King & Spalding won complete summary for its clients Daimler AG and Mercedes-Benz USA, LLC in a 12-count, multistate class action in which Plaintiffs alleged that the fuel systems in their E-Class vehicles were defective.
Plaintiffs brought suit in the U.S. District Court for the Northern District of Georgia claiming that the fuel systems in the 2003-2009 W211 Mercedes-Benz E-Class line (encompassing roughly 200,000 vehicles) all suffered from identical gasoline leak defects that exposed putative class members to significant economic damages and rendered their cars unsafe to drive. During the course of the litigation, Plaintiffs were represented by nine different class representatives bringing claims on behalf of citizens in six states: California, Florida, Georgia, Illinois, Texas, and Virginia. They pursued various theories of recovery, including breach of warranty, unjust enrichment, common law fraud, and violation of state consumer protection statutes.

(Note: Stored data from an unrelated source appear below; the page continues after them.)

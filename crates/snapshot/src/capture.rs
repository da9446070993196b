//! Snapshot capture
//!
//! Keys are enumerated per logical database with cursor `SCAN`, then read
//! with a type-appropriate accessor. Collections are read incrementally
//! (`LRANGE` chunks, `SSCAN`, `HSCAN`, `ZSCAN`), never in one blocking call.
//! A key that disappears between enumeration and read is treated as absent.
//!
//! Under [`CutoffPolicy::Stable`] a generation token is read before and after
//! each full pass; if it advanced, the pass is discarded and repeated.

use serde::{Deserialize, Serialize};
use std::collections::{BTreeMap, BTreeSet};
use std::sync::Arc;
use tracing::{debug, info, warn};

use kvparity_core::{Error, Result, Target, ValueType};
use kvparity_pool::{PooledConnection, TargetPool};
use kvparity_wire::Frame;

use crate::snapshot::{Blob, CanonicalValue, KeyRef, KeyState, Snapshot, TtlBucket};

/// How a capture decides its cutoff point
#[derive(Debug, Clone, Copy, PartialEq, Eq, Serialize, Deserialize)]
#[serde(tag = "mode", rename_all = "snake_case")]
pub enum CutoffPolicy {
    /// Repeat the pass until the generation token is unchanged across it
    Stable {
        /// Passes before keeping the last one as unstable
        max_passes: u32,
    },
    /// One pass, no token check
    SinglePass,
}

impl Default for CutoffPolicy {
    fn default() -> Self {
        CutoffPolicy::Stable { max_passes: 3 }
    }
}

/// Capture settings (`[capture]` section of `kvparity.toml`)
#[derive(Debug, Clone, PartialEq, Serialize, Deserialize)]
pub struct CaptureConfig {
    /// `COUNT` hint for `SCAN` and the collection scans
    #[serde(default = "default_scan_count")]
    pub scan_count: usize,
    /// Elements per `LRANGE` call
    #[serde(default = "default_list_chunk")]
    pub list_chunk: usize,
    /// TTLs below this many milliseconds land in [`TtlBucket::Short`]
    #[serde(default = "default_short_ttl_ms")]
    pub short_ttl_ms: u64,
    /// Databases to scan; discovered from `INFO keyspace` when unset
    #[serde(default)]
    pub databases: Option<u16>,
    /// Cutoff policy
    #[serde(default)]
    pub cutoff: CutoffPolicy,
}

fn default_scan_count() -> usize {
    100
}

fn default_list_chunk() -> usize {
    100
}

fn default_short_ttl_ms() -> u64 {
    5_000
}

impl Default for CaptureConfig {
    fn default() -> Self {
        Self {
            scan_count: default_scan_count(),
            list_chunk: default_list_chunk(),
            short_ttl_ms: default_short_ttl_ms(),
            databases: None,
            cutoff: CutoffPolicy::default(),
        }
    }
}

impl CaptureConfig {
    /// Set the cutoff policy
    pub fn with_cutoff(mut self, cutoff: CutoffPolicy) -> Self {
        self.cutoff = cutoff;
        self
    }

    /// Scan exactly `databases` logical databases
    pub fn with_databases(mut self, databases: u16) -> Self {
        self.databases = Some(databases);
        self
    }

    /// Reject unusable settings
    pub fn validate(&self) -> Result<()> {
        if self.scan_count == 0 || self.list_chunk == 0 {
            return Err(Error::invalid_config(
                "capture.scan_count and capture.list_chunk must be at least 1",
            ));
        }
        if self.databases == Some(0) {
            return Err(Error::invalid_config("capture.databases must be at least 1"));
        }
        if let CutoffPolicy::Stable { max_passes: 0 } = self.cutoff {
            return Err(Error::invalid_config("capture.cutoff.max_passes must be at least 1"));
        }
        Ok(())
    }
}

K&S secured an important early victory at the motion to dismiss stage when the federal judge dismissed the Illinois and Florida plaintiffs entirely, along with all other claims except those predicated on fraud allegations. See McCabe v. Daimler AG, 948 F. Supp. 2d 1347 (N.D. Ga. 2013). Once the case moved to the discovery stage, King & Spalding was able to elicit material admissions from the named plaintiffs during depositions that severely weakened their remaining fraud claims.
K&S then successfully obtained summary judgment on the plaintiff’s alleged fraud claims, with the federal court holding that, as to the state laws at issue, “Plaintiffs have presented no law to support the proposition that a defendant has a duty to disclose allegedly omitted information where the remote seller has no contractual relationship with the plaintiff and did not make any affirmative misrepresentation.” The case serves as important precedent in states where the scope of duties owed by a product manufacturer to remote purchasers remains unsettled law.